Mr. B loved to fish and enjoyed teaching his children and grandsons to fish. He loved fishing with them both after and before they learned to bait hooks and untangle their lines. He even managed to teach them the lesson my father wasn’t able to teach me: fishing is fun even if the fish don’t bite. He particularly enjoyed camping with his family at Little Pine State Park and at Centre County’s other summer institution, The Grange Fair.

Mr. B did his part to make his hometown a better place. He was a life member of the Undine Fire Department, the Central District Firemen’s Association, and St. John’s United Church of Christ. No one else could make oatmeal for the Lenten Breakfast quite like Dick Baney.

When we recognized his and his wife’s years of service to the Festival, we noted that as fork lift driver for First Night State College, that over twenty years, he had forklifted into place about 480,000 pounds of ice—that’s the equivalent of 32 elephants. Our ice carvers couldn’t start to work until Dick got that ice into just the right spot.
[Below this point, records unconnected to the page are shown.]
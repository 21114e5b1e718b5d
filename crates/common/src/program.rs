//! Function tables and their JSON form.
//!
//! A program is a mapping from function name to instruction sequence. The
//! JSON form is an object keyed by function name whose values are lists of
//! `{"op": "<MNEMONIC>", "arg": <literal>}` descriptors:
//!
//! ```text
//! {
//!   "$entrypoint$": [
//!     {"op": "LOAD_CONST", "arg": 10},
//!     {"op": "PRINT"},
//!     {"op": "RET"}
//!   ]
//! }
//! ```

use std::collections::BTreeMap;

use num_bigint::BigInt;
use serde::Deserialize;

use crate::error::LoadError;
use crate::instruction::Instruction;
use crate::opcode::Opcode;
use crate::value::Value;

/// Reserved name of the function where execution begins.
///
/// The `$` delimiters keep it out of the space of names the assembler
/// accepts as function headers.
pub const ENTRY_POINT: &str = "$entrypoint$";

/// An XVM program: named instruction sequences.
#[derive(Debug, Clone, Default, PartialEq, Eq)]
pub struct Program {
    /// Function name to instruction sequence.
    pub functions: BTreeMap<String, Vec<Instruction>>,
}

#[derive(Deserialize)]
struct RawInstruction {
    op: String,
    #[serde(default)]
    arg: Option<serde_json::Value>,
}

impl Program {
    /// Create a program from a function map. No validation is performed.
    pub fn new(functions: BTreeMap<String, Vec<Instruction>>) -> Self {
        Self { functions }
    }

    /// A program consisting only of an entry point.
    pub fn with_entry(instructions: Vec<Instruction>) -> Self {
        let mut functions = BTreeMap::new();
        functions.insert(ENTRY_POINT.to_string(), instructions);
        Self { functions }
    }

    /// Add (or replace) a function. Builder style.
    pub fn function(mut self, name: impl Into<String>, instructions: Vec<Instruction>) -> Self {
        self.functions.insert(name.into(), instructions);
        self
    }

    /// Look up a function's instructions.
    pub fn get(&self, name: &str) -> Option<&[Instruction]> {
        self.functions.get(name).map(Vec::as_slice)
    }

    /// The entry point's instructions, if present.
    pub fn entry(&self) -> Option<&[Instruction]> {
        self.get(ENTRY_POINT)
    }

    /// Total number of instructions across all functions.
    pub fn len(&self) -> usize {
        self.functions.values().map(Vec::len).sum()
    }

    /// Returns true if no function has any instruction.
    pub fn is_empty(&self) -> bool {
        self.len() == 0
    }

    /// Parse the JSON form of a function table.
    ///
    /// Zero-arity opcodes must omit `arg` and one-arity opcodes must carry
    /// it. Integers of any size are kept exact.
    pub fn from_json(text: &str) -> Result<Self, LoadError> {
        let raw: BTreeMap<String, Vec<RawInstruction>> = serde_json::from_str(text)?;

        let mut functions = BTreeMap::new();
        for (name, raw_instrs) in raw {
            let mut instructions = Vec::with_capacity(raw_instrs.len());
            for (index, raw_instr) in raw_instrs.into_iter().enumerate() {
                instructions.push(decode_instruction(&name, index, raw_instr)?);
            }
            functions.insert(name, instructions);
        }

        if !functions.contains_key(ENTRY_POINT) {
            return Err(LoadError::MissingEntryPoint(ENTRY_POINT));
        }

        Ok(Self { functions })
    }

    /// Serialize to the JSON form accepted by [`Program::from_json`].
    pub fn to_json(&self) -> Result<String, LoadError> {
        let mut root = serde_json::Map::new();
        for (name, instructions) in &self.functions {
            let mut list = Vec::with_capacity(instructions.len());
            for (index, instr) in instructions.iter().enumerate() {
                let mut obj = serde_json::Map::new();
                obj.insert(
                    "op".to_string(),
                    serde_json::Value::from(instr.opcode.mnemonic()),
                );
                if let Some(arg) = instr.operands.first() {
                    obj.insert("arg".to_string(), encode_literal(name, index, arg)?);
                }
                list.push(serde_json::Value::Object(obj));
            }
            root.insert(name.clone(), serde_json::Value::Array(list));
        }
        Ok(serde_json::to_string_pretty(&serde_json::Value::Object(root))?)
    }
}

fn decode_instruction(
    function: &str,
    index: usize,
    raw: RawInstruction,
) -> Result<Instruction, LoadError> {
    let opcode: Opcode = raw.op.parse()?;

    match (opcode.arity(), raw.arg) {
        (0, None) => Ok(Instruction::op(opcode)),
        (0, Some(_)) => Err(LoadError::UnexpectedArgument {
            function: function.to_string(),
            index,
            opcode: opcode.mnemonic(),
        }),
        (_, None) => Err(LoadError::MissingArgument {
            function: function.to_string(),
            index,
            opcode: opcode.mnemonic(),
        }),
        (_, Some(arg)) => {
            let value = decode_literal(&arg).ok_or_else(|| LoadError::InvalidOperand {
                function: function.to_string(),
                index,
                found: arg.to_string(),
            })?;
            Ok(Instruction::with_arg(opcode, value))
        }
    }
}

fn decode_literal(arg: &serde_json::Value) -> Option<Value> {
    match arg {
        serde_json::Value::String(s) => Some(Value::Str(s.clone())),
        serde_json::Value::Number(n) => {
            // The textual form is exact for integers beyond 64 bits.
            if let Ok(int) = n.to_string().parse::<BigInt>() {
                return Some(Value::Int(int));
            }
            n.as_f64().filter(|x| x.is_finite()).map(Value::Float)
        }
        _ => None,
    }
}

fn encode_literal(function: &str, index: usize, arg: &Value) -> Result<serde_json::Value, LoadError> {
    let invalid = || LoadError::InvalidOperand {
        function: function.to_string(),
        index,
        found: arg.to_literal(),
    };
    match arg {
        Value::Str(s) => Ok(serde_json::Value::from(s.as_str())),
        Value::Int(n) => n
            .to_string()
            .parse::<serde_json::Number>()
            .map(serde_json::Value::Number)
            .map_err(|_| invalid()),
        Value::Float(x) => serde_json::Number::from_f64(*x)
            .map(serde_json::Value::Number)
            .ok_or_else(invalid),
    }
}
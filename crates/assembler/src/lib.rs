//! XVM assembler: line-oriented text ↔ function table translation.
//!
//! One instruction per line, `OPCODE [arg]`. A `#name` line starts a new
//! function; lines before the first header are the entry point.
//!
//! # Usage
//!
//! ```
//! use xvm_assembler::{assemble, disassemble};
//!
//! let text = "LOAD_CONST 5\nLOAD_CONST \"double\"\nCALL\nPRINT\n\n#double\nLOAD_CONST 2\nMUL\nRET\n";
//! let program = assemble(text).unwrap();
//! assert_eq!(program.functions.len(), 2);
//! assert_eq!(disassemble(&program), text);
//! ```
//!
//! # Roundtrip Guarantee
//!
//! `assemble(disassemble(program)) == program` holds for programs whose
//! function names are single words. The disassembler outputs canonical
//! text; the assembler also accepts comments, indentation, lowercase
//! mnemonics and quoted names.

pub mod error;

mod disassembler;
mod lexer;
mod parser;

pub use disassembler::instruction_line;
pub use error::AsmError;

use std::collections::btree_map::Entry;

use lexer::tokenize_line;
use parser::{parse_instruction, parse_line, Line};
use xvm_common::{Instruction, Program, ENTRY_POINT};

/// Assemble text into a function table.
///
/// The result always contains the entry point, even when empty.
/// Returns the first error encountered.
pub fn assemble(text: &str) -> Result<Program, AsmError> {
    let mut program = Program::with_entry(Vec::new());
    let mut current = ENTRY_POINT.to_string();

    for (idx, line) in text.lines().enumerate() {
        let line_num = idx + 1;
        let tokens = tokenize_line(line, line_num)?;
        match parse_line(&tokens, line_num)? {
            None => {}
            Some(Line::Header(name)) => {
                match program.functions.entry(name.clone()) {
                    Entry::Occupied(_) => {
                        return Err(AsmError::DuplicateFunction {
                            line: line_num,
                            name,
                        })
                    }
                    Entry::Vacant(slot) => {
                        slot.insert(Vec::new());
                    }
                }
                current = name;
            }
            Some(Line::Instruction(instr)) => {
                program
                    .functions
                    .entry(current.clone())
                    .or_default()
                    .push(instr);
            }
        }
    }

    Ok(program)
}

/// Parse a single instruction line, leaving arity to the executor.
///
/// Returns `Ok(None)` for a blank or comment-only line. Function headers
/// are not accepted here.
pub fn assemble_line(text: &str) -> Result<Option<Instruction>, AsmError> {
    let tokens = tokenize_line(text, 1)?;
    if tokens.is_empty() {
        return Ok(None);
    }
    parse_instruction(&tokens, 1).map(Some)
}

/// Disassemble a function table into canonical assembly text.
pub fn disassemble(program: &Program) -> String {
    disassembler::disassemble(program)
}
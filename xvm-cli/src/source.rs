//! Reading programs from disk in either of their two forms.

use std::fs;
use std::path::Path;

use thiserror::Error;
use xvm_assembler::AsmError;
use xvm_common::{LoadError, Program};

/// Why a program file could not be turned into a function table.
#[derive(Debug, Error)]
pub enum SourceError {
    #[error("cannot read '{path}': {source}")]
    Read {
        path: String,
        source: std::io::Error,
    },

    #[error(transparent)]
    Load(#[from] LoadError),

    #[error(transparent)]
    Asm(#[from] AsmError),
}

/// True for files holding assembly text rather than JSON.
pub fn is_assembly(path: &Path) -> bool {
    path.extension().is_some_and(|ext| ext == "xasm")
}

/// Read a `.xasm` assembly file or a JSON function table.
pub fn read_program(path: &Path) -> Result<Program, SourceError> {
    let text = fs::read_to_string(path).map_err(|source| SourceError::Read {
        path: path.display().to_string(),
        source,
    })?;
    if is_assembly(path) {
        Ok(xvm_assembler::assemble(&text)?)
    } else {
        Ok(Program::from_json(&text)?)
    }
}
Mr. B is survived by his wife Shirley (Mrs. B.), daughter, Carol, son Allen and his wife Katie, and grandsons Ross and Ian, along with seven nieces. I have one niece, how the man managed seven is beyond me!

Carol Baney and I often say that the Festival depends on her family and my friends. Dick was both of those things.

Memorial contributions may be directed to St. John’s United Church of Christ , 145 West Linn Street, Bellefonte, PA 16823 or First Night State College, P.O. Box 1023, State College, PA 16801.